Apparent Polar Wander of India Since the
Cretaceous With Implications for
Regional Tectonics and True Polar Wander
Published in Memoir Geological Society of India, No. 44, p. 129-175, 1999.
Abstract
We use global paleomagnetic data to construct an apparent polar wander
path (APWP) for India than spans the past 75 m.y. The total uncertainties
for each paleomagnetic pole include not only those uncertainties related
to the determination of the pole, but also those related to reconstruction
uncertainties that accumulate as these poles are rotated into the Indian
plate reference frame. Comparison of poles from the rest of the globe with
paleomagnetic data from the Indian plate, which are comprised of one paleomagnetic
pole from the Deccan Traps and 44 paleocolatitude data from DSDP and ODP
drill sites, show good agreement. As apparent in past compilations, this
new APWP indicates that India has moved progressively northward since the
Late Cretaceous, with the rate of motion being more rapid in the Late Cretaceous
and Paleogene than before or after this period. The preferred South Pole
APWP for India during the Cenozoic roughly follows the 100°E meridian,
west of that shown in other recent compilations. Because the paleomagnetic
data indicate that the trend of the APWP has been fairly constant over
tens of millions of years, we investigate fitting the data to a small-circle
track as defined by the paleomagnetic Euler pole (PEP) model. A single
PEP track spanning the interval from about 20 to 75 Ma can be found that
is consistent with 18 out of 19 of the reconstructed paleomagnetic poles
and the Deccan Traps pole. The location of the preferred PEP is at 14°S,
186°E, defining a small-circle South Pole APWP that is 77.8° angular
distance away. The location of the PEP is consistent with the position
of the reconstruction (stage) pole that describes the motion of the hotspots
relative to India for the interval from 80 to 20 Ma. Furthermore, extrapolation
of the PEP track back in time shows that it also provides an excellent
fit to paleomagnetic data back to 120 Ma. At its young end, the track passes
to within 2° of the South Pole. Hence, one small-circle track fits
paleomagnetic data for a period spanning the past 120 m.y. Using a maximum
likelihood algorithm and the 25-73 Ma paleomagnetic data, we estimate that
the rate of APW along the track must have had an abrupt decrease at 57±3
Ma, which is thought to correspond to when the collision or suturing of
India with Eurasia began to impede India's northward progression. Overall,
the rate of APW along the PEP track can be well modeled with three rate
changes- 73, 57, and 20 Ma-over the 120 m.y. interval. Estimated rates
are 0.6°/m.y. (66 km/m.y.) for the interval from 120 to 73 Ma; 1.9°/m.y.

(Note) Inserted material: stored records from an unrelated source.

//! HTTP client for the TURN credential API
//!
//! `GET {api_url}/turn/credentials?session=<id>&service=turn`, answered with
//! `{"username", "password", "ttl", "uris"}`. `ureq` is blocking, so every
//! request runs inside `spawn_blocking`.

use super::{Credential, CredentialError, CredentialFetcher};
use crate::config::TurnConfig;
use async_trait::async_trait;
use log::{debug, warn};
use std::time::Duration;

pub struct HttpCredentialFetcher {
    config: TurnConfig,
    agent: ureq::Agent,
}

impl HttpCredentialFetcher {
    pub fn new(config: TurnConfig) -> Self {
        let agent: ureq::Agent = ureq::Agent::config_builder()
            .timeout_global(Some(Duration::from_secs(config.timeout_secs)))
            .build()
            .into();
        Self { config, agent }
    }

    fn endpoint(&self) -> Result<String, CredentialError> {
        let base = self.config.api_url.trim_end_matches('/');
        if !(base.starts_with("http://") || base.starts_with("https://")) {
            return Err(CredentialError::InvalidUrl(self.config.api_url.clone()));
        }
        Ok(format!("{}/turn/credentials", base))
    }

    async fn fetch_once(&self, session_id: &str) -> Result<Credential, CredentialError> {
        let url = self.endpoint()?;
        let agent = self.agent.clone();
        let api_key = self.config.api_key.clone();
        let session_id = session_id.to_string();

        tokio::task::spawn_blocking(move || {
            let mut request = agent
                .get(&url)
                .query("session", &session_id)
                .query("service", "turn")
                .header("Accept", "application/json");
            if !api_key.is_empty() {
                request = request.header("X-API-Key", api_key.as_str());
            }

            let response = request.call().map_err(map_ureq_error)?;
            let body = response
                .into_body()
                .read_to_string()
                .map_err(|e| CredentialError::FetchFailed(e.to_string()))?;
            parse_credential(&body)
        })
        .await
        .map_err(|e| CredentialError::FetchFailed(format!("request task failed: {}", e)))?
    }
}

#[async_trait]
impl CredentialFetcher for HttpCredentialFetcher {
    async fn fetch(&self, session_id: &str) -> Result<Credential, CredentialError> {
        let attempts = self.config.retry_count.max(1);
        let mut last_error = CredentialError::FetchFailed("max retries exceeded".to_string());

        for attempt in 1..=attempts {
            match self.fetch_once(session_id).await {
                Ok(credential) => {
                    debug!("TURN API returned credentials for session {} (attempt {})", session_id, attempt);
                    return Ok(credential);
                }
                Err(e @ (CredentialError::Unauthorized | CredentialError::InvalidUrl(_))) => {
                    return Err(e);
                }
                Err(e) => {
                    warn!("TURN API attempt {}/{} for session {} failed: {}", attempt, attempts, session_id, e);
                    last_error = e;
                    if attempt < attempts {
                        tokio::time::sleep(retry_delay(attempt)).await;
                    }
                }
            }
        }

        if self.config.fallback_to_stun && !self.config.stun_urls.is_empty() {
            warn!("TURN API unavailable for session {}, falling back to STUN only", session_id);
            return Ok(Credential::stun_only(&self.config.stun_urls));
        }

        Err(last_error)
    }
}

/// 2s, 4s, 8s ... between attempts
fn retry_delay(attempt: u32) -> Duration {
    Duration::from_secs(1u64 << attempt.min(6))
}

fn map_ureq_error(err: ureq::Error) -> CredentialError {
    match err {
        ureq::Error::StatusCode(code) => status_error(code),
        other => CredentialError::FetchFailed(other.to_string()),
    }
}

fn status_error(code: u16) -> CredentialError {
    match code {
        401 => CredentialError::Unauthorized,
        404 => CredentialError::NotFound,
        500..=599 => CredentialError::Server(code),
        _ => CredentialError::FetchFailed(format!("HTTP {}", code)),
    }
}

fn parse_credential(body: &str) -> Result<Credential, CredentialError> {
    let credential: Credential =
        serde_json::from_str(body).map_err(|e| CredentialError::Decode(e.to_string()))?;
    if credential.server_uris.is_empty() {
        return Err(CredentialError::Decode("credential has no server URIs".to_string()));
    }
    Ok(credential)
}

#[cfg(test)]
mod tests {
    use super::*;

    #[test]
    fn test_status_mapping() {
        assert!(matches!(status_error(401), CredentialError::Unauthorized));
        assert!(matches!(status_error(404), CredentialError::NotFound));
        assert!(matches!(status_error(503), CredentialError::Server(503)));
        assert!(matches!(status_error(418), CredentialError::FetchFailed(_)));
    }

    #[test]
    fn test_retry_delay_doubles() {
        assert_eq!(retry_delay(1), Duration::from_secs(2));
        assert_eq!(retry_delay(2), Duration::from_secs(4));
        assert_eq!(retry_delay(3), Duration::from_secs(8));
    }

    #[test]
    fn test_parse_rejects_empty_uris() {
        let body = r#"{"username":"u","password":"p","ttl":600,"uris":[]}"#;
        assert!(matches!(parse_credential(body), Err(CredentialError::Decode(_))));
        assert!(matches!(parse_credential("not json"), Err(CredentialError::Decode(_))));
    }

    #[test]
    fn test_endpoint_requires_http_scheme() {
        let mut config = TurnConfig::default();
        config.api_url = "turn.example.com/api".to_string();
        let fetcher = HttpCredentialFetcher::new(config.clone());
        assert!(matches!(fetcher.endpoint(), Err(CredentialError::InvalidUrl(_))));

        config.api_url = "https://turn.example.com/api/".to_string();
        let fetcher = HttpCredentialFetcher::new(config);
        assert_eq!(fetcher.endpoint().unwrap(), "https://turn.example.com/api/turn/credentials");
    }

    #[tokio::test]
    async fn test_invalid_url_is_not_retried_or_masked() {
        let mut config = TurnConfig::default();
        config.api_url = "ftp://turn.example.com".to_string();
        let fetcher = HttpCredentialFetcher::new(config);
        assert!(matches!(fetcher.fetch("abc").await, Err(CredentialError::InvalidUrl(_))));
    }
}
//! Lifetime wiring for one call
//!
//! A [`CallSession`] owns the background tasks of a call:
//! - engine events: local candidates are published, failures go to the
//!   reconnection coordinator
//! - signaling observers: remote answers/offers and ICE candidates
//! - the quality monitor, publishing a [`QualityReport`] per stats interval
//!
//! Renegotiation is caller driven. A caller recovers by sending a fresh offer
//! (after an ICE restart or a rebuild); a callee rebuilds if needed and waits
//! for the caller's offer to bring the connection back.

use super::usecases::{negotiate_answer, AddIceCandidateUseCase, AnswerCallUseCase, CreateOfferUseCase, EndCallUseCase};
use super::CallError;
use crate::config::Config;
use crate::credentials::CredentialCache;
use crate::engine::{ConnectionState, EngineEvent, PeerConnectionEngine, SessionDescription};
use crate::quality::{QualityReport, StatsSampler};
use crate::reconnect::{
    FailureType, ReconnectOutcome, ReconnectionCoordinator, ReconnectionState, ReconnectionStrategy,
};
use crate::signaling::{AnswerMessage, IceCandidateMessage, OfferMessage, SignalingTransport};
use futures::StreamExt;
use log::{debug, error, info, warn};
use parking_lot::Mutex;
use serde::{Deserialize, Serialize};
use std::collections::HashSet;
use std::sync::atomic::{AtomicBool, Ordering};
use std::sync::Arc;
use std::time::Duration;
use tokio::sync::{broadcast, watch};
use tokio::task::JoinHandle;
use tokio::time::{Instant, MissedTickBehavior};
use tokio_util::sync::CancellationToken;

#[derive(Debug, Clone, Copy, PartialEq, Eq, Serialize, Deserialize)]
pub enum CallRole {
    /// Creates the offer and drives renegotiation
    Caller,
    /// Answers offers
    Callee,
}

struct SessionInner {
    session_id: String,
    user_id: String,
    engine: Arc<dyn PeerConnectionEngine>,
    signaling: Arc<dyn SignalingTransport>,
    credentials: CredentialCache,
    coordinator: ReconnectionCoordinator,
    candidates: AddIceCandidateUseCase,
    stats_interval: Duration,
    recovery_timeout: Duration,
    role: Mutex<Option<CallRole>>,
    connection_tx: watch::Sender<ConnectionState>,
    quality_tx: watch::Sender<Option<QualityReport>>,
    /// Candidate lines we published; the shared collection echoes them back
    local_candidates: Mutex<HashSet<String>>,
    /// Remote candidates that arrived before a remote description
    pending_candidates: Mutex<Vec<IceCandidateMessage>>,
    cancel: CancellationToken,
    tasks: Mutex<Vec<JoinHandle<()>>>,
    owns_auto_refresh: AtomicBool,
    ended: AtomicBool,
}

(211 km/m.y.) for the interval from 73 to 57 Ma; 0.9°/m.y. (95 km/m.y.)
for the interval from 57 to 20 Ma; and 0.1°/m.y. (11 km/m.y.) for the
interval from 20 Ma to the present. Given these rates along the PEP track,
the reconstructed global paleomagnetic poles are on average within 4.7°
of the coeval paleomagnetic pole predicted by the preferred PEP. Correction
of the global paleomagnetic poles for a 5% geocentric axial quadrupole
component reduces this average distance to 4.6°, illustrating the robust
nature of an APWP derived from global data and the good fit of the PEP
model to these data. Finally, reconstruction of mean global poles and the
PEP derived APWP into the hotspot reference frame allows for generalizations
to be drawn concerning true polar wander (TPW). First, over the past 75
m.y., TPW as constrained by the hotspot APWP can be divided into three
intervals (75-40, 40-20, and 20-0 Ma) defining small-circle tracks separated
by cusps. Second, the rate of TPW appears to be particularly slow from
55 to 40 Ma, averaging 0.15°/m.y. (17 km/m.y.), whereas the rate varies
little in other intervals, averaging a nearly constant rate of 0.40°/m.y.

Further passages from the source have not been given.